• [WHAT YOU WILL DO] Pick out every line in the data below that holds "headers".

-------

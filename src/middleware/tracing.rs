//! Request tracing middleware

use axum::{
    extract::Request,
    http::{header::USER_AGENT, HeaderMap},
    middleware::Next,
    response::Response,
};
use std::time::Instant;

/// First hop of `x-forwarded-for`, else `x-real-ip`
fn client_ip(headers: &HeaderMap) -> Option<String> {
    headers
        .get("x-forwarded-for")
        .and_then(|h| h.to_str().ok())
        .and_then(|s| s.split(',').next())
        .map(|s| s.trim().to_string())
        .or_else(|| {
            headers
                .get("x-real-ip")
                .and_then(|h| h.to_str().ok())
                .map(|s| s.to_string())
        })
}

/// Log one line per request with status and latency
pub async fn request_tracing(request: Request, next: Next) -> Response {
    let method = request.method().clone();
    let path = request.uri().path().to_string();
    let client_ip = client_ip(request.headers());
    let user_agent = request
        .headers()
        .get(USER_AGENT)
        .and_then(|h| h.to_str().ok())
        .map(|s| s.to_string());

    let start = Instant::now();
    let response = next.run(request).await;
    let latency_ms = start.elapsed().as_millis() as u64;
    let status = response.status().as_u16();

    if response.status().is_server_error() {
        tracing::error!(
            %method, %path, status, latency_ms, ?client_ip, ?user_agent,
            "HTTP request failed"
        );
    } else if response.status().is_client_error() {
        tracing::warn!(
            %method, %path, status, latency_ms, ?client_ip, ?user_agent,
            "HTTP request rejected"
        );
    } else {
        tracing::info!(
            %method, %path, status, latency_ms, ?client_ip, ?user_agent,
            "HTTP request"
        );
    }

    response
}

#[cfg(test)]
mod tests {
    use super::*;
    use axum::http::HeaderValue;

    #[test]
    fn test_client_ip_prefers_forwarded_for() {
        let mut headers = HeaderMap::new();
        headers.insert("x-real-ip", HeaderValue::from_static("10.0.0.2"));
        assert_eq!(client_ip(&headers).as_deref(), Some("10.0.0.2"));

        headers.insert(
            "x-forwarded-for",
            HeaderValue::from_static("203.0.113.7, 10.0.0.1"),
        );
        assert_eq!(client_ip(&headers).as_deref(), Some("203.0.113.7"));
    }

    #[test]
    fn test_client_ip_absent() {
        assert!(client_ip(&HeaderMap::new()).is_none());
    }
}
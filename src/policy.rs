//! Per-user authorization policy.
//!
//! `ShellPolicy` is the security boundary of the shell. `authorize()` is the
//! only way to obtain a [`PreparedCommand`], so nothing reaches the process
//! spawner without passing the allow-list and forbidden-substring checks.

use crate::command::Command;
use crate::error::Violation;
use crate::prepared::PreparedCommand;

/// The allow-list wildcard: no allow-list restriction applies.
pub const WILDCARD: &str = "*";

/// Per-user authorization configuration, loaded once at session start and
/// immutable for the session.
#[derive(Debug, Clone)]
pub struct ShellPolicy {
    /// Allowed command names. The literal `*` allows everything.
    allowed: Vec<String>,

    /// Substrings that veto a command when found in any argument.
    forbidden: Vec<String>,

    /// Tolerated policy violations before lockout; `-1` means unlimited.
    warning_budget: i32,

    /// How much detail goes to the audit sink (0-3+).
    log_level: u8,

    /// Optional welcome message shown at startup and in `help`.
    welcome: Option<String>,

    /// Whether a failed spawn terminates the session.
    fatal_spawn_errors: bool,
}

impl ShellPolicy {
    /// Create a policy. Callers are expected to come through the config
    /// loader, which enforces that `allowed` and `forbidden` were present.
    pub fn new(
        allowed: Vec<String>,
        forbidden: Vec<String>,
        warning_budget: i32,
        log_level: u8,
        welcome: Option<String>,
        fatal_spawn_errors: bool,
    ) -> Self {
        Self {
            allowed,
            forbidden,
            warning_budget,
            log_level,
            welcome,
            fatal_spawn_errors,
        }
    }

    /// Validate a command against this policy.
    ///
    /// Two independent passes: the allow check (wildcard or exact name
    /// match), then the forbidden-substring scan over every argument. Deny
    /// always wins - a forbidden match rejects an otherwise allowed command.
    ///
    /// This is the ONLY way to create a `PreparedCommand`.
    ///
    /// # Errors
    ///
    /// Returns a [`Violation`] naming the failed check.
    pub fn authorize(&self, command: &Command) -> Result<PreparedCommand, Violation> {
        if !self.is_wildcard() && !self.allowed.iter().any(|a| a == &command.name) {
            return Err(Violation::NotAllowed {
                name: command.name.clone(),
            });
        }

        for pattern in &self.forbidden {
            for argument in &command.arguments {
                if argument.contains(pattern.as_str()) {
                    return Err(Violation::ForbiddenPattern {
                        pattern: pattern.clone(),
                        argument: argument.clone(),
                    });
                }
            }
        }

        Ok(PreparedCommand {
            name: command.name.clone(),
            argv: command.arguments.clone(),
            background: command.background,
        })
    }

    /// Whether the allow-list contains the wildcard.
    pub fn is_wildcard(&self) -> bool {
        self.allowed.iter().any(|a| a == WILDCARD)
    }

    /// Allowed command names (used by `help` and completion).
    pub fn allowed(&self) -> &[String] {
        &self.allowed
    }

    /// Forbidden substrings (used by `help`).
    pub fn forbidden(&self) -> &[String] {
        &self.forbidden
    }

    /// Starting warning budget; `-1` means unlimited.
    pub fn warning_budget(&self) -> i32 {
        self.warning_budget
    }

    /// Audit detail level.
    pub fn log_level(&self) -> u8 {
        self.log_level
    }

    /// Welcome message, if configured.
    pub fn welcome(&self) -> Option<&str> {
        self.welcome.as_deref()
    }

    /// Whether a spawn failure ends the session.
    pub fn fatal_spawn_errors(&self) -> bool {
        self.fatal_spawn_errors
    }
}

#[cfg(test)]
mod tests {
    use super::*;
    use crate::command::tokenize;

    fn policy(allowed: &[&str], forbidden: &[&str]) -> ShellPolicy {
        ShellPolicy::new(
            allowed.iter().map(|s| s.to_string()).collect(),
            forbidden.iter().map(|s| s.to_string()).collect(),
            -1,
            0,
            None,
            true,
        )
    }

    #[test]
    fn test_allowed_command_authorized() {
        let policy = policy(&["ls", "cat"], &[";", "|"]);
        assert!(policy.authorize(&tokenize("ls")).is_ok());
        assert!(policy.authorize(&tokenize("cat file.txt")).is_ok());
    }

    #[test]
    fn test_unlisted_command_rejected() {
        let policy = policy(&["ls", "cat"], &[";", "|"]);
        let result = policy.authorize(&tokenize("rm -rf /"));
        assert_eq!(
            result.unwrap_err(),
            Violation::NotAllowed {
                name: "rm".to_string()
            }
        );
    }

    #[test]
    fn test_forbidden_substring_wins_over_allow() {
        let policy = policy(&["ls", "cat"], &[";", "|"]);
        let result = policy.authorize(&tokenize("ls a;b"));
        assert!(matches!(
            result,
            Err(Violation::ForbiddenPattern { pattern, argument })
                if pattern == ";" && argument == "a;b"
        ));
    }

    #[test]
    fn test_forbidden_scans_every_argument() {
        let policy = policy(&["cat"], &["|"]);
        let result = policy.authorize(&tokenize("cat a.txt b.txt evil|thing"));
        assert!(matches!(result, Err(Violation::ForbiddenPattern { .. })));
    }

    #[test]
    fn test_wildcard_allows_any_name() {
        let policy = policy(&["*"], &["&&"]);
        assert!(policy.authorize(&tokenize("anything at all")).is_ok());
        assert!(policy.authorize(&tokenize("rm -rf /")).is_ok());
    }

    #[test]
    fn test_wildcard_still_subject_to_forbidden() {
        let policy = policy(&["*"], &[";"]);
        let result = policy.authorize(&tokenize("echo a;b"));
        assert!(matches!(result, Err(Violation::ForbiddenPattern { .. })));
    }

    #[test]
    fn test_empty_forbidden_list_authorizes_trivially() {
        let policy = policy(&["ls"], &[]);
        assert!(policy.authorize(&tokenize("ls ')|;$(anything'")).is_ok());
    }

    #[test]
    fn test_revalidation_is_deterministic() {
        let policy = policy(&["ls"], &[";"]);
        let cmd = tokenize("ls a;b");
        let first = policy.authorize(&cmd);
        let second = policy.authorize(&cmd);
        assert_eq!(first.is_err(), second.is_err());
        assert_eq!(first.unwrap_err(), second.unwrap_err());
    }

    #[test]
    fn test_overbroad_substring_match_is_intended() {
        // Forbidding "rm" rejects the harmless argument "norman.txt".
        // Deliberately conservative: false positives over bypasses.
        let policy = policy(&["cat"], &["rm"]);
        let result = policy.authorize(&tokenize("cat norman.txt"));
        assert!(matches!(result, Err(Violation::ForbiddenPattern { .. })));
    }

    #[test]
    fn test_background_flag_carried_into_prepared() {
        let policy = policy(&["sleep"], &[]);
        let prepared = policy.authorize(&tokenize("sleep 10 &")).unwrap();
        assert!(prepared.background());
        assert_eq!(prepared.argv(), ["sleep", "10"]);
    }
}
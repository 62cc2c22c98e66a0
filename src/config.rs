//! Configuration loading.
//!
//! The config file is TOML with a `[general]` section and optional
//! per-user `[users.<name>]` overrides:
//!
//! ```toml
//! [general]
//! loglevel = 1
//! welcome = "Welcome to AGROS."
//! allowed = ["ls", "cat", "echo"]
//! forbidden = [";", "|", ">"]
//! warnings = 3
//!
//! [users.alice]
//! allowed = ["*"]
//! warnings = -1
//! ```
//!
//! Every key is resolved per-key: user section if present, else general,
//! else the built-in default. `allowed` and `forbidden` have no default -
//! a user for whom neither resolves is a fatal configuration error, and the
//! shell refuses to start.

use crate::error::ConfigError;
use crate::policy::ShellPolicy;
use serde::Deserialize;
use std::collections::HashMap;
use std::path::Path;

/// One section of the config file. All keys optional; resolution happens
/// in [`ConfigFile::resolve`].
#[derive(Debug, Clone, Default, Deserialize)]
pub struct Section {
    /// Audit detail level, 0-3+.
    pub loglevel: Option<u8>,

    /// Welcome message shown at startup and in `help`.
    pub welcome: Option<String>,

    /// Allowed command names; `"*"` disables the allow restriction.
    pub allowed: Option<Vec<String>>,

    /// Substrings that veto a command when found in any argument.
    pub forbidden: Option<Vec<String>>,

    /// Warning budget; `-1` means unlimited.
    pub warnings: Option<i32>,

    /// Whether a failed spawn ends the session (historical default: yes).
    pub fatal_spawn_errors: Option<bool>,
}

/// The parsed config file.
#[derive(Debug, Clone, Default, Deserialize)]
pub struct ConfigFile {
    #[serde(default)]
    pub general: Section,

    #[serde(default)]
    pub users: HashMap<String, Section>,
}

impl ConfigFile {
    /// Load and parse a config file.
    ///
    /// # Errors
    ///
    /// [`ConfigError::Unreadable`] if the file can't be read,
    /// [`ConfigError::Parse`] if it isn't valid TOML. Both are fatal to
    /// startup.
    pub fn load(path: &Path) -> Result<Self, ConfigError> {
        let text = std::fs::read_to_string(path).map_err(|e| ConfigError::Unreadable {
            path: path.display().to_string(),
            reason: e.to_string(),
        })?;

        toml::from_str(&text).map_err(|e| ConfigError::Parse {
            path: path.display().to_string(),
            reason: e.to_string(),
        })
    }

    /// Parse config text directly (used by tests).
    pub fn parse(text: &str) -> Result<Self, ConfigError> {
        toml::from_str(text).map_err(|e| ConfigError::Parse {
            path: "<inline>".to_string(),
            reason: e.to_string(),
        })
    }

    /// Resolve the effective policy for one user.
    ///
    /// # Errors
    ///
    /// [`ConfigError::MissingAllowedList`] / [`ConfigError::MissingForbiddenList`]
    /// when the required lists resolve to nothing.
    pub fn resolve(&self, user: &str) -> Result<ShellPolicy, ConfigError> {
        let section = self.users.get(user);

        let allowed = self
            .pick(section, |s| s.allowed.clone())
            .ok_or_else(|| ConfigError::MissingAllowedList {
                user: user.to_string(),
            })?;

        let forbidden = self
            .pick(section, |s| s.forbidden.clone())
            .ok_or_else(|| ConfigError::MissingForbiddenList {
                user: user.to_string(),
            })?;

        let warnings = self.pick(section, |s| s.warnings).unwrap_or(-1);
        let loglevel = self.pick(section, |s| s.loglevel).unwrap_or(0);
        let welcome = self.pick(section, |s| s.welcome.clone());
        let fatal_spawn_errors = self
            .pick(section, |s| s.fatal_spawn_errors)
            .unwrap_or(true);

        Ok(ShellPolicy::new(
            allowed,
            forbidden,
            warnings,
            loglevel,
            welcome,
            fatal_spawn_errors,
        ))
    }

    /// Per-key lookup: user section first, then general.
    fn pick<T>(&self, section: Option<&Section>, get: impl Fn(&Section) -> Option<T>) -> Option<T> {
        section.and_then(&get).or_else(|| get(&self.general))
    }
}

#[cfg(test)]
mod tests {
    use super::*;
    use crate::error::ConfigError;
    use std::io::Write;

    const BASIC: &str = r#"
        [general]
        loglevel = 1
        welcome = "hello"
        allowed = ["ls", "cat"]
        forbidden = [";"]
        warnings = 3

        [users.alice]
        allowed = ["*"]
        loglevel = 3

        [users.bob]
        warnings = 0
    "#;

    #[test]
    fn test_general_section_applies_to_unknown_user() {
        let config = ConfigFile::parse(BASIC).unwrap();
        let policy = config.resolve("charlie").unwrap();

        assert_eq!(policy.allowed(), ["ls", "cat"]);
        assert_eq!(policy.forbidden(), [";"]);
        assert_eq!(policy.warning_budget(), 3);
        assert_eq!(policy.log_level(), 1);
        assert_eq!(policy.welcome(), Some("hello"));
    }

    #[test]
    fn test_user_section_overrides_per_key() {
        let config = ConfigFile::parse(BASIC).unwrap();
        let policy = config.resolve("alice").unwrap();

        // overridden keys
        assert!(policy.is_wildcard());
        assert_eq!(policy.log_level(), 3);
        // fallthrough keys
        assert_eq!(policy.forbidden(), [";"]);
        assert_eq!(policy.warning_budget(), 3);
    }

    #[test]
    fn test_partial_user_section_keeps_general_lists() {
        let config = ConfigFile::parse(BASIC).unwrap();
        let policy = config.resolve("bob").unwrap();

        assert_eq!(policy.warning_budget(), 0);
        assert_eq!(policy.allowed(), ["ls", "cat"]);
    }

    #[test]
    fn test_missing_allowed_list_is_fatal() {
        let config = ConfigFile::parse(
            r#"
            [general]
            forbidden = [";"]
        "#,
        )
        .unwrap();

        let result = config.resolve("anyone");
        assert!(matches!(result, Err(ConfigError::MissingAllowedList { .. })));
    }

    #[test]
    fn test_missing_forbidden_list_is_fatal() {
        let config = ConfigFile::parse(
            r#"
            [general]
            allowed = ["ls"]
        "#,
        )
        .unwrap();

        let result = config.resolve("anyone");
        assert!(matches!(
            result,
            Err(ConfigError::MissingForbiddenList { .. })
        ));
    }

    #[test]
    fn test_defaults_when_keys_absent() {
        let config = ConfigFile::parse(
            r#"
            [general]
            allowed = ["ls"]
            forbidden = []
        "#,
        )
        .unwrap();

        let policy = config.resolve("anyone").unwrap();
        assert_eq!(policy.warning_budget(), -1);
        assert_eq!(policy.log_level(), 0);
        assert_eq!(policy.welcome(), None);
        assert!(policy.fatal_spawn_errors());
    }

    #[test]
    fn test_empty_forbidden_list_is_not_missing() {
        let config = ConfigFile::parse(
            r#"
            [general]
            allowed = ["ls"]
            forbidden = []
        "#,
        )
        .unwrap();

        assert!(config.resolve("anyone").is_ok());
    }

    #[test]
    fn test_invalid_toml_is_parse_error() {
        let result = ConfigFile::parse("allowed = [");
        assert!(matches!(result, Err(ConfigError::Parse { .. })));
    }

    #[test]
    fn test_load_from_file() {
        let mut file = tempfile::NamedTempFile::new().unwrap();
        write!(
            file,
            "[general]\nallowed = [\"echo\"]\nforbidden = []\n"
        )
        .unwrap();

        let config = ConfigFile::load(file.path()).unwrap();
        let policy = config.resolve("anyone").unwrap();
        assert_eq!(policy.allowed(), ["echo"]);
    }

    #[test]
    fn test_missing_file_is_unreadable() {
        let result = ConfigFile::load(Path::new("/nonexistent/agros.toml"));
        assert!(matches!(result, Err(ConfigError::Unreadable { .. })));
    }
}
//! Error types for agros.
//!
//! Three categories, matching how each is handled:
//! - [`Violation`]: policy rejections from `authorize()` - recoverable, consume warning budget
//! - [`ConfigError`]: configuration problems - fatal at startup, before any prompt
//! - [`ExecError`]: external command execution failures after authorization

use thiserror::Error;

/// Policy violation detected during `authorize()`.
///
/// These errors mean the command was rejected before any execution attempt.
/// Each one consumes a unit of the session's warning budget.
#[derive(Debug, Error, Clone, PartialEq, Eq)]
pub enum Violation {
    /// Command name is not in the allow-list
    #[error("command not allowed: {name}")]
    NotAllowed { name: String },

    /// A forbidden substring appeared in an argument
    #[error("forbidden pattern {pattern:?} in argument {argument:?}")]
    ForbiddenPattern { pattern: String, argument: String },
}

/// Configuration error detected at startup.
///
/// All of these are fatal: the shell exits before showing a prompt.
#[derive(Debug, Error)]
pub enum ConfigError {
    /// Config file could not be read
    #[error("could not read config file {path}: {reason}")]
    Unreadable { path: String, reason: String },

    /// Config file is not valid TOML
    #[error("could not parse config file {path}: {reason}")]
    Parse { path: String, reason: String },

    /// No `allowed` list for this user (and none in the general section)
    #[error("missing allowed list for user {user}")]
    MissingAllowedList { user: String },

    /// No `forbidden` list for this user (and none in the general section)
    #[error("missing forbidden list for user {user}")]
    MissingForbiddenList { user: String },
}

/// Execution error for a command that passed authorization.
#[derive(Debug, Error)]
pub enum ExecError {
    /// Failed to spawn the process (not found, not executable, ...)
    #[error("failed to spawn {name}: {reason}")]
    SpawnFailed { name: String, reason: String },

    /// Failed while waiting for a foreground child
    #[error("failed waiting for {name}: {reason}")]
    WaitFailed { name: String, reason: String },
}

/// Combined error type for the whole shell.
#[derive(Debug, Error)]
pub enum AgrosError {
    #[error(transparent)]
    Violation(#[from] Violation),

    #[error(transparent)]
    Config(#[from] ConfigError),

    #[error(transparent)]
    Exec(#[from] ExecError),
}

-------

• [OUTPUT OF THE EXERCISE]
fn client_ip(headers: &HeaderMap) -> Option<String> {
    headers
            headers
    let client_ip = client_ip(request.headers());
        .headers()
        let mut headers = HeaderMap::new();
        headers.insert("x-real-ip", HeaderValue::from_static("10.0.0.2"));
        assert_eq!(client_ip(&headers).as_deref(), Some("10.0.0.2"));
        headers.insert(
        assert_eq!(client_ip(&headers).as_deref(), Some("203.0.113.7"));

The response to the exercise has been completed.